Louis Suire, artiste-peintre, faisait partie de ses admirateurs : « J’aimais beaucoup sa peinture, il était aquarelliste de talent. Sans être allé à aucune école d’Art, sans avoir pris la moindre leçon, il peignait de grandes aquarelles, très harmonieuses, d’après les paysages de son île de Ré, puisque né à Ars, il en connaissait tous les secrets. Il savait à merveille choisir ses sujets, son dessin était parfait et il avait le sens de l’harmonie des couleurs, avec une grande habileté d’exécution. J’ai vu pas mal d’aquarelles de lui, et j’en ai toujours admiré les qualités. C’était de la bonne peinture de peintre. Il peignait pour le plaisir, sans chercher à se faire connaître. Il n’exposait à peu près nulle part et n’était d’ailleurs connu et apprécié qu’à l’île de Ré, et surtout à Ars où il vivait. Il aimait la nature et cherchait seulement à exprimer la beauté des paysages de son île natale. Cher Tatave, vous nous avez donné une belle leçon. Merci ! ».

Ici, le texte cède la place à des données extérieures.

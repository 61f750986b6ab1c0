use async_trait::async_trait;

use crate::types::AppResult;

/// Boundary to the language model. One call per triggering event; retry
/// policy lives above this seam, in the query engine.
#[async_trait]
pub trait QueryAdapter: Send + Sync {
    async fn complete(&self, system: &str, prompt: &str) -> AppResult<String>;
}
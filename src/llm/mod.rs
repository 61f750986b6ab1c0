// Adapter layer for the natural-language query engine

pub mod engine;
pub mod local;
pub mod provider;

pub use engine::{QueryCache, QueryEngine, QueryOptions};
pub use local::LocalAdapter;
pub use provider::QueryAdapter;
// Tabular Chat - upload a CSV/XLSX, chart its columns, and chat with the data
// through a locally hosted LLM

pub mod config;
pub mod types;
pub mod table;
pub mod chart;
pub mod session;
pub mod llm;
pub mod models;
pub mod routes;

// Re-exports for convenience
pub use config::Config;
pub use models::AppState;

pub fn create_router(state: AppState) -> axum::Router {
    routes::create_router(state)
}
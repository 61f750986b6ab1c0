use axum::extract::{Multipart, State};
use axum::routing::post;
use axum::{Json, Router};
use tracing::info;
use uuid::Uuid;

use crate::models::{AppState, UploadResponse};
use crate::table::Table;
use crate::types::{AppError, AppResult};

/// Extensions accepted before the loader ever sees the bytes.
const ACCEPTED_EXTENSIONS: [&str; 2] = ["csv", "xlsx"];

pub fn router(state: AppState) -> Router {
    Router::new()
        .route("/api/upload", post(upload_file))
        .with_state(state)
}

/// Multipart upload with a `file` part and an optional `session_id` text
/// part. Without a session id a fresh session is created; with one, the
/// session's table is replaced wholesale. A failed parse never touches the
/// session, so the previous table (if any) stays intact.
async fn upload_file(
    State(state): State<AppState>,
    mut multipart: Multipart,
) -> AppResult<Json<UploadResponse>> {
    let mut session_id: Option<Uuid> = None;
    let mut file: Option<(String, Vec<u8>)> = None;

    while let Some(field) = multipart
        .next_field()
        .await
        .map_err(|e| AppError::InvalidInput(e.to_string()))?
    {
        let name = field.name().map(|n| n.to_string());
        match name.as_deref() {
            Some("session_id") => {
                let text = field
                    .text()
                    .await
                    .map_err(|e| AppError::InvalidInput(e.to_string()))?;
                let id = text
                    .trim()
                    .parse()
                    .map_err(|_| AppError::InvalidInput(format!("bad session id '{}'", text)))?;
                session_id = Some(id);
            }
            Some("file") => {
                let filename = field
                    .file_name()
                    .map(|f| f.to_string())
                    .ok_or_else(|| AppError::InvalidInput("file part has no filename".into()))?;
                let bytes = field
                    .bytes()
                    .await
                    .map_err(|e| AppError::InvalidInput(e.to_string()))?;
                file = Some((filename, bytes.to_vec()));
            }
            _ => {}
        }
    }

    let (filename, bytes) = file
        .ok_or_else(|| AppError::InvalidInput("missing 'file' part".to_string()))?;

    let extension = match filename.rsplit_once('.') {
        Some((_, ext)) if !ext.is_empty() => ext.to_ascii_lowercase(),
        _ => {
            return Err(AppError::UploadFormat(format!(
                "'{}' has no file extension",
                filename
            )))
        }
    };
    if !ACCEPTED_EXTENSIONS.contains(&extension.as_str()) {
        return Err(AppError::UploadFormat(format!(".{}", extension)));
    }

    info!(%filename, size = bytes.len(), "File upload received");
    let table = Table::parse(&bytes, &extension)?;
    let rows = table.row_count();
    let columns = table.column_names();

    let session_id = match session_id {
        Some(id) => {
            if !state.sessions.exists(id).await {
                return Err(AppError::NotFound(format!("session {}", id)));
            }
            id
        }
        None => state.sessions.create().await,
    };
    state
        .sessions
        .with_session(session_id, |s| s.load_table(table))
        .await?;

    info!(%session_id, rows, "File uploaded successfully");
    Ok(Json(UploadResponse { session_id, filename, rows, columns }))
}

Pierre Tardy a été son professeur de dessin au lycée Pierre Loti à Rochefort : « Il était un grand garçon sympathique, arrivé quelques années avant la guerre de 1939, avec les camarades de son âge dans ma classe de dessin. Tiens, un Rétais, et de nom Patureau, nous étions même cousins. Quelques mots échangés en matière de bon accueil et pour mieux nous connaître, et il prit sa place, un peu effacé dans la masse des élèves. Mais il s’en distingua assez vite. « Patureau » comme on l’appelait, était doué et travailleur. Ce fut un grand plaisir pour moi de constater qu’à son sens inné du dessin, à son habileté d’exécution, s’ajoutait une rare sensibilité des valeurs et des couleurs qui agrémentait la rigueur des travaux scolaires. Pour les dessins d’imagination ou d’illustration que je proposais, j’avançais souvent le thème de la mer et des bateaux. C’est là que le talent d’Octave donnait toutes ses possibilités. Il aimait peindre, il rêvait de navires et d’océan. Ses dessins figuraient sur les panneaux d’exposition des meilleurs travaux ; élèves et professeurs venaient admirer les « marines » de Patureau. Son auteur avait 14 ou 15 ans ! Cette transparence de la lumière, cette sincérité de l’image, cette sensibilité à la beauté, qui accompagnaient des formes précises et bien construites dans l’harmonie des couleurs, c’étaient les qualités du peintre qui les exprimait. Elles révélaient déjà celles de l’homme qu’il est devenu. C’est un honneur pour moi que d’avoir pu favoriser l’éclosion et le premier développement du talent d’aquarelliste de celui qui est toujours resté mon ami Tatave ».
Tatave reste dans le coeur des Rétais. Lors des Journées du Patrimoine, en septembre dernier, une exposition lui avait rendu hommage à Ars-en-Ré. 400 visiteurs avaient découvert encore d’autres oeuvres prêtées par des particuliers. Tatave était un peintre prolixe et généreux.
Bonjour Marylin, votre première phrase est historiquement incorrecte. « Qui aurait pu imaginer il y a un demi-siècle que les aquarelles et les peintures de Tatave soient un jour exposées au musée « . En effet, une première exposition au même musée a eu lieu en 2001:
Pâques et été 2001 : Tatave pêcheur de lumière: voir sur http://www.saint-martin-de-re.fr/fr/information/73175/les-anciennes-expositions
Bruno Jean-Bart
Bonjour, merci pour cette précieuse information que j’ai totalement « zappée » ! Désolée… C’est formidable que Tatave que j’admire beaucoup soit ainsi honoré.